* `Victor Nogueira / Gemini
No grafito da imagem está escrito "FREAK" em letras grandes estilizadas (com preenchimento branco, contorno preto e detalhes a vermelho), acompanhado por uma figura caricata ao centro e várias inscrições secundárias em redor.
Há autores onde a palavra ou a figura do freak — no seu sentido de marginalidade, estranheza e isolamento — surgem de forma central: Charles Bukowsk e Sylvia Plath,
1. "Lady Lazarus"" – Sylvia Plath Sylvia Plath explora a ideia do freak como o indivíduo exposto ao olhar público, transformado em espetáculo e incompreendido. O poema aborda a alienação e a sensação de não pertencer ao mundo "normal", usando a metáfora das atrações de circo para descrever a dor da exposição interior.
No poema, a multidão junta-se para ver a "ressurreição" do corpo como uma atração mórbida:
"The peanut-crunching crowd / Shoves in to see / Them unwrap me hand and foot — / The big strip tease. / Gentlemen, ladies / These are my hands / My knees."
É essa voyeurização da dor e da alienação — o indivíduo ser transformado num espetáculo para a massa — que faz de "Lady Lazarus" o verdadeiro paralelo poético para a temática do freak.
2. "Freak" – Charles Bukowski Bukowski, o poeta do realismo sujo e da marginalidade urbana, tem poemas onde se autoidentifica expressamente como o freak da sociedade. Em textos como este, o "ser esquisito" é assumido com orgulho e sarcasmo: o indivíduo que recusa a rotina do trabalho convencional, o terno e a gravata, para viver à margem, bebendo, escrevendo e observando a cidade a partir da sarjeta.
O termo surge apenas em contexto no meio da sua vasta produção:
No poema "my vanishing act": É onde ele usa a palavra num tom autobiográfico para descrever o seu papel social nos bares:
"I was their bar freak, they needed me to make themselves feel better..."
Em poemas como "Moyamensing Prison": Onde lista os "freaks" entre a fauna marginal e os excluídos que encontrou nas suas passagens pela prisão.
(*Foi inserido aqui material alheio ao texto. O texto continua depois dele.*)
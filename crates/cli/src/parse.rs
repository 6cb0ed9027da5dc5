//! ArgMatches → command translation and role gating.
//!
//! Role checks happen here, before anything reaches the catalog: a command
//! outside the active role's subset is rejected with a user-facing message.

use clap::ArgMatches;

use biblio_core::{BookId, CatalogOp, Role};

/// A catalog command requested by the session user.
#[derive(Debug, Clone, PartialEq, Eq)]
pub enum CliCommand {
    /// List available books
    List,
    /// Borrow a book by id
    Borrow {
        /// Target book id
        id: BookId,
    },
    /// Return a borrowed book by id
    Return {
        /// Target book id
        id: BookId,
    },
    /// Add a new book
    Add {
        /// Book title
        title: String,
        /// Author name
        author: String,
    },
    /// Remove a book by id
    Remove {
        /// Target book id
        id: BookId,
    },
}

impl CliCommand {
    /// The catalog operation this command maps to.
    pub fn op(&self) -> CatalogOp {
        match self {
            CliCommand::List => CatalogOp::List,
            CliCommand::Borrow { .. } => CatalogOp::Borrow,
            CliCommand::Return { .. } => CatalogOp::Return,
            CliCommand::Add { .. } => CatalogOp::Add,
            CliCommand::Remove { .. } => CatalogOp::Remove,
        }
    }

    /// The verb as typed at the prompt.
    pub fn verb(&self) -> &'static str {
        verb_for(self.op())
    }
}

/// The prompt verb for a catalog operation.
pub fn verb_for(op: CatalogOp) -> &'static str {
    match op {
        CatalogOp::List => "list",
        CatalogOp::Borrow => "borrow",
        CatalogOp::Return => "return",
        CatalogOp::Add => "add",
        CatalogOp::Remove => "remove",
    }
}

/// REPL meta-commands, handled outside the clap tree.
#[derive(Debug, Clone, PartialEq, Eq)]
pub enum MetaCommand {
    /// Leave the REPL
    Quit,
    /// Clear the screen
    Clear,
    /// Show help, optionally for one command
    Help {
        /// Command to show help for
        command: Option<String>,
    },
    /// Show the session user and role
    WhoAmI,
}

/// Check whether a REPL line is a meta-command.
pub fn check_meta_command(line: &str) -> Option<MetaCommand> {
    let mut parts = line.split_whitespace();
    match parts.next()? {
        "quit" | "exit" => Some(MetaCommand::Quit),
        "clear" => Some(MetaCommand::Clear),
        "whoami" => Some(MetaCommand::WhoAmI),
        "help" => Some(MetaCommand::Help {
            command: parts.next().map(String::from),
        }),
        _ => None,
    }
}

/// Translate parsed matches into a command, enforcing the role's subset.
pub fn matches_to_command(matches: &ArgMatches, role: Role) -> Result<CliCommand, String> {
    let (name, sub) = matches
        .subcommand()
        .ok_or_else(|| "missing command".to_string())?;

    let cmd = match name {
        "list" => CliCommand::List,
        "borrow" => CliCommand::Borrow {
            id: required_id(sub)?,
        },
        "return" => CliCommand::Return {
            id: required_id(sub)?,
        },
        "add" => CliCommand::Add {
            title: required_string(sub, "title")?,
            author: required_string(sub, "author")?,
        },
        "remove" => CliCommand::Remove {
            id: required_id(sub)?,
        },
        other => return Err(format!("unknown command: {}", other)),
    };

    if !role.permits(cmd.op()) {
        return Err(format!(
            "'{}' is not available to {}s",
            cmd.verb(),
            role
        ));
    }

    Ok(cmd)
}

fn required_id(matches: &ArgMatches) -> Result<BookId, String> {
    matches
        .get_one::<u64>("id")
        .map(|raw| BookId::new(*raw))
        .ok_or_else(|| "missing book id".to_string())
}

fn required_string(matches: &ArgMatches, arg: &str) -> Result<String, String> {
    matches
        .get_one::<String>(arg)
        .cloned()
        .ok_or_else(|| format!("missing {}", arg))
}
Para além destas menções pontuais, o conceito de "freak" em Bukowski é apenas um traço geral do seu estilo — a recusa do trabalho convencional de escritório e a vida à margem —, mas não o tema de um poema específico.
Relações Literárias, Musicais e Culturais:
A palavra freak (que em inglês significa "estranho", "aberração", ou alguém fora da norma convencional) carrega um forte legado na cultura pop, na literatura e, muito em especial, na música:
Música (Rock, Funk e Hip-Hop):
"Freak Out!" (1966) – Frank Zappa & The Mothers of Invention: Um álbum concetual histórico que celebrava precisamente a cultura freak como contracultura, não-conformismo e recusa das normas sociais.
"Super Freak" (1981) – Rick James e "Le Freak" (1978) – Chic: Dois grandes clássicos do funk/disco que popularizaram o termo na música de dança.
Cultura Hip-Hop e Street Art: O grafito junta a palavra freak a uma estética típica da animação urbana das décadas de 1980/1990 (a figura com boné com a pala para trás e calças largas), numa clara alusão às formações musicais de hip-hop ("Freak & The..." evoca nomes de bandas e crews da cultura urbana).
Literatura e Banda Desenhada:
"Freak Show" (Geek Love / Aderência ao Grotesco): Na literatura contemporânea (como o romance Geek Love de Katherine Dunn), a figura do freak é reabilitada como símbolo de identidade marginal e orgulho da diferença.
Comics Underground: Recorda a tradição dos underground comix americanos dos anos 60/70 (como os The Fabulous Furry Freak Brothers de Gilbert Shelton), onde personagens caricaturadas e marginais satirizavam a sociedade tradicional.